*Required action*.
Please give nothing except the number of lines in the records below that include the word "LogCallback".

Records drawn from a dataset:
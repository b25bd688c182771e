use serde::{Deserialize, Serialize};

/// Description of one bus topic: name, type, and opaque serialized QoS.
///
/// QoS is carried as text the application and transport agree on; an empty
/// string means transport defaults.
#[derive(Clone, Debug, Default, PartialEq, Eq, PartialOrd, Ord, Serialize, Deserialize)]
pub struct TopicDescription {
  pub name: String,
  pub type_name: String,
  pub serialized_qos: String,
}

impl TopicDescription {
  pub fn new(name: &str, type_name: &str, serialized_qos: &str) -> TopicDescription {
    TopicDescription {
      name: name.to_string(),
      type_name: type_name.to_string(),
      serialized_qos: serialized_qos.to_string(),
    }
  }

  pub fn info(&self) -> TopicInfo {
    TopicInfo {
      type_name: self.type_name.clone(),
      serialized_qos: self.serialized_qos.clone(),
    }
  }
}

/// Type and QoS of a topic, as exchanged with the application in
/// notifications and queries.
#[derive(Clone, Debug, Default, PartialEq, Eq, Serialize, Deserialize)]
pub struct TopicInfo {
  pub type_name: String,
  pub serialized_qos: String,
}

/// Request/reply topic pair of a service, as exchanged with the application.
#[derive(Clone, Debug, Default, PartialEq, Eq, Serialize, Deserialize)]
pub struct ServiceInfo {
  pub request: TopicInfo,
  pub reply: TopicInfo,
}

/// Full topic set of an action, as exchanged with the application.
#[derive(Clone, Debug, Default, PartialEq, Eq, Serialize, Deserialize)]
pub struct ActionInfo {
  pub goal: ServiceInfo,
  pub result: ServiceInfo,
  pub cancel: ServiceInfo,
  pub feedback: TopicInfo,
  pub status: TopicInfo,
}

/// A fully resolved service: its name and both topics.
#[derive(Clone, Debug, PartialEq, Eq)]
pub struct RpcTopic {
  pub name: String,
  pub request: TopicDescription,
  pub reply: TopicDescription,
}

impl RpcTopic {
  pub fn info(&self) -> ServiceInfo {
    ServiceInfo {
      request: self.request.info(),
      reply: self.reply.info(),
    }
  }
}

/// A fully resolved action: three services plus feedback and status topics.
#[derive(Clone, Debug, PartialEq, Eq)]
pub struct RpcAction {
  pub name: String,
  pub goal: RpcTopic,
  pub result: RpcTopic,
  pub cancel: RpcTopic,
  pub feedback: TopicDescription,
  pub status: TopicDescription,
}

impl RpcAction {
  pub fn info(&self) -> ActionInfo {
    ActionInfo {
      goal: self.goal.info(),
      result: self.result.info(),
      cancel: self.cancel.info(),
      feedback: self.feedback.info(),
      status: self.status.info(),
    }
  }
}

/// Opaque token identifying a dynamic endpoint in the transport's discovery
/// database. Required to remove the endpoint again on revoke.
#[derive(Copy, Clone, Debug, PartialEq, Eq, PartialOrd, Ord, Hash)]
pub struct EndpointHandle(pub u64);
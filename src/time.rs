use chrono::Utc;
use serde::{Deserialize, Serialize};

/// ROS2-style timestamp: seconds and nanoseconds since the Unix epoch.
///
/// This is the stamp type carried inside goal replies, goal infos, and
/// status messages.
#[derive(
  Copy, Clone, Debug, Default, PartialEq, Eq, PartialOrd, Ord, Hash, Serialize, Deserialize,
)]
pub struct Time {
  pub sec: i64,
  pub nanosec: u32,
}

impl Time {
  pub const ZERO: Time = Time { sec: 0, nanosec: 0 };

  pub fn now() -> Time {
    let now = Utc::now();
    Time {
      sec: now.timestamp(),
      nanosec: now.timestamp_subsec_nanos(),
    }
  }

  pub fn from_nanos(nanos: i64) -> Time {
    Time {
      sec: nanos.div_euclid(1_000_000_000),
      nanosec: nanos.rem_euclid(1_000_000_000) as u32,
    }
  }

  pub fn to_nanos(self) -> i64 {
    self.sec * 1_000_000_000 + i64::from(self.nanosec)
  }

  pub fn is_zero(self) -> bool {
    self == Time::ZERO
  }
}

* * *

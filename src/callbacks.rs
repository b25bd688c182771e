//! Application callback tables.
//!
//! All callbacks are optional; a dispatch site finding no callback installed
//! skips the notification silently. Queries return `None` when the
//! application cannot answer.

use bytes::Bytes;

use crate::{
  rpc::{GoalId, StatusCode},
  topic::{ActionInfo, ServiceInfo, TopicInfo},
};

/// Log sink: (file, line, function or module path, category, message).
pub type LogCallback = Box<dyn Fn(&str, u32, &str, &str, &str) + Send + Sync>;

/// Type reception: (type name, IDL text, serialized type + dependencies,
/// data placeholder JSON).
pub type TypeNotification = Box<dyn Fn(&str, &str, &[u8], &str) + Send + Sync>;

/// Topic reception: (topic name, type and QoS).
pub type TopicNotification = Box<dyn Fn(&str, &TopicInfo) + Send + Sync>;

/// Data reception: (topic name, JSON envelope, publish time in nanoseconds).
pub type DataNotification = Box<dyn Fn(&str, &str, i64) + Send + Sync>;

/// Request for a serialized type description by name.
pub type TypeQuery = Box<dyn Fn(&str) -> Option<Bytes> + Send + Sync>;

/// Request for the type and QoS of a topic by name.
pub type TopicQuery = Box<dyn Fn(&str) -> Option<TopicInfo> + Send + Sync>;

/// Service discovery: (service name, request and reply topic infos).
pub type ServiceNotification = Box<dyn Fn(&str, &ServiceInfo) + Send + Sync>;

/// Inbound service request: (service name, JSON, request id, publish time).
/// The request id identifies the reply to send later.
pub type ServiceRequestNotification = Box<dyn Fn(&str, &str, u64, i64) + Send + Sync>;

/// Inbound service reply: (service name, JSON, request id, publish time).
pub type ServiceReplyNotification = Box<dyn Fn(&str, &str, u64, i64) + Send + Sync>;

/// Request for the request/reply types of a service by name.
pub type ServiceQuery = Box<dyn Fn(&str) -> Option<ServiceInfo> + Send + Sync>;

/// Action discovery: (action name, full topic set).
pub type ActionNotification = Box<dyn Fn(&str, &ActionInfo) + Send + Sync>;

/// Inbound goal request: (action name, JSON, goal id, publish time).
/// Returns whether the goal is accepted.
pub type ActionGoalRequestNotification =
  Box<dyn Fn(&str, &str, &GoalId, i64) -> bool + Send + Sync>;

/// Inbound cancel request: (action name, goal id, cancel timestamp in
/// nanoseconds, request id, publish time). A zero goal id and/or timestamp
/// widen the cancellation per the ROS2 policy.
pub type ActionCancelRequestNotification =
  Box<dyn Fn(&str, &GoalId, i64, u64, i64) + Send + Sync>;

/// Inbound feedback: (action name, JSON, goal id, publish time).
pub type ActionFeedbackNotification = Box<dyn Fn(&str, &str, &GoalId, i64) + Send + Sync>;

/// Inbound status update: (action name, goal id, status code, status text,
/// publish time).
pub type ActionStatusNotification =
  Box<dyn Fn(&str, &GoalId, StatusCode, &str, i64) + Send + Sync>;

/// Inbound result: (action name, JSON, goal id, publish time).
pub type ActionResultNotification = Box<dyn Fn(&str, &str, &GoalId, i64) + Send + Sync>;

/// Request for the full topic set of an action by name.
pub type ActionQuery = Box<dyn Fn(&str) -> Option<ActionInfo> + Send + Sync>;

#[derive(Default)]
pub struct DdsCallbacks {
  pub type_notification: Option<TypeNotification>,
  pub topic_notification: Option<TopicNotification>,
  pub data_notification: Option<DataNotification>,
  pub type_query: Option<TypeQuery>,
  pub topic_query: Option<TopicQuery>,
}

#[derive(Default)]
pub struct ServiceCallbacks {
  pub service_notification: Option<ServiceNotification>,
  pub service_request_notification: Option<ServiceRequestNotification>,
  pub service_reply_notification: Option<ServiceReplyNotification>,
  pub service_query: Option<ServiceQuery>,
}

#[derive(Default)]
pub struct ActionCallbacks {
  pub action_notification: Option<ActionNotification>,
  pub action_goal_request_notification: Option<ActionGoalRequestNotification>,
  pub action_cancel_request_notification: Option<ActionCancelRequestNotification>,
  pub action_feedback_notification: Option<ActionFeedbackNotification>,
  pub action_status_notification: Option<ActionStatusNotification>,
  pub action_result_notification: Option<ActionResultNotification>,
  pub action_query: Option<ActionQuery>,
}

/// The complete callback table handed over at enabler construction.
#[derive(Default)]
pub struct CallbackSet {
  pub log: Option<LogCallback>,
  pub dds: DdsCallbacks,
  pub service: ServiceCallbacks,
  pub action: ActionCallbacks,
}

==

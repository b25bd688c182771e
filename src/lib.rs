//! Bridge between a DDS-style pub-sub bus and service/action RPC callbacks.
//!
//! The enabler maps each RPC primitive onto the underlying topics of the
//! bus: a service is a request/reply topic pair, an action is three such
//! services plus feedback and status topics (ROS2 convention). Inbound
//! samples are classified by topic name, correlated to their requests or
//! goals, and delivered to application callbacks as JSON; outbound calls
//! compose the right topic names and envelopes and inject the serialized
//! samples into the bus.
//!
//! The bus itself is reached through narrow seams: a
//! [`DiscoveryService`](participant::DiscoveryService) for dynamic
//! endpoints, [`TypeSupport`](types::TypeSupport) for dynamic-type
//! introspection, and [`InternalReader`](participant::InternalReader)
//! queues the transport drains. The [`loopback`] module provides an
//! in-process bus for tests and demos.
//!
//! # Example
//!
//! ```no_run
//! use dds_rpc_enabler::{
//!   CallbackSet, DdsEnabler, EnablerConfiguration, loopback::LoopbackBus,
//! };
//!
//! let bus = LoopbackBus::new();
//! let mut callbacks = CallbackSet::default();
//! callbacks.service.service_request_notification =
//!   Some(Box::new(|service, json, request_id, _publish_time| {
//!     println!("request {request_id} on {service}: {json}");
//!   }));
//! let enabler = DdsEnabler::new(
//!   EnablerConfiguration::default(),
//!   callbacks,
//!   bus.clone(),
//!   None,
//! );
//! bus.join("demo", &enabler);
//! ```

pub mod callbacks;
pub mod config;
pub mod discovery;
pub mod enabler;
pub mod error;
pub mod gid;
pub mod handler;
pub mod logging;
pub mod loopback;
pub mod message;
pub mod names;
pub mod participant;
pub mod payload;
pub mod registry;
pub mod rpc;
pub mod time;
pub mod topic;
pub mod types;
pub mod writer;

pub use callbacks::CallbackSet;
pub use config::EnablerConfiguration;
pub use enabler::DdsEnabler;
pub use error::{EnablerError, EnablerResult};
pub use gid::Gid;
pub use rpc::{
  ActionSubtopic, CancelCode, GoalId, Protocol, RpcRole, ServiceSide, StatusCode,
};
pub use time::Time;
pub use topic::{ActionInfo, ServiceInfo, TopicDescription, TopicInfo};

*Answer for the task*.
2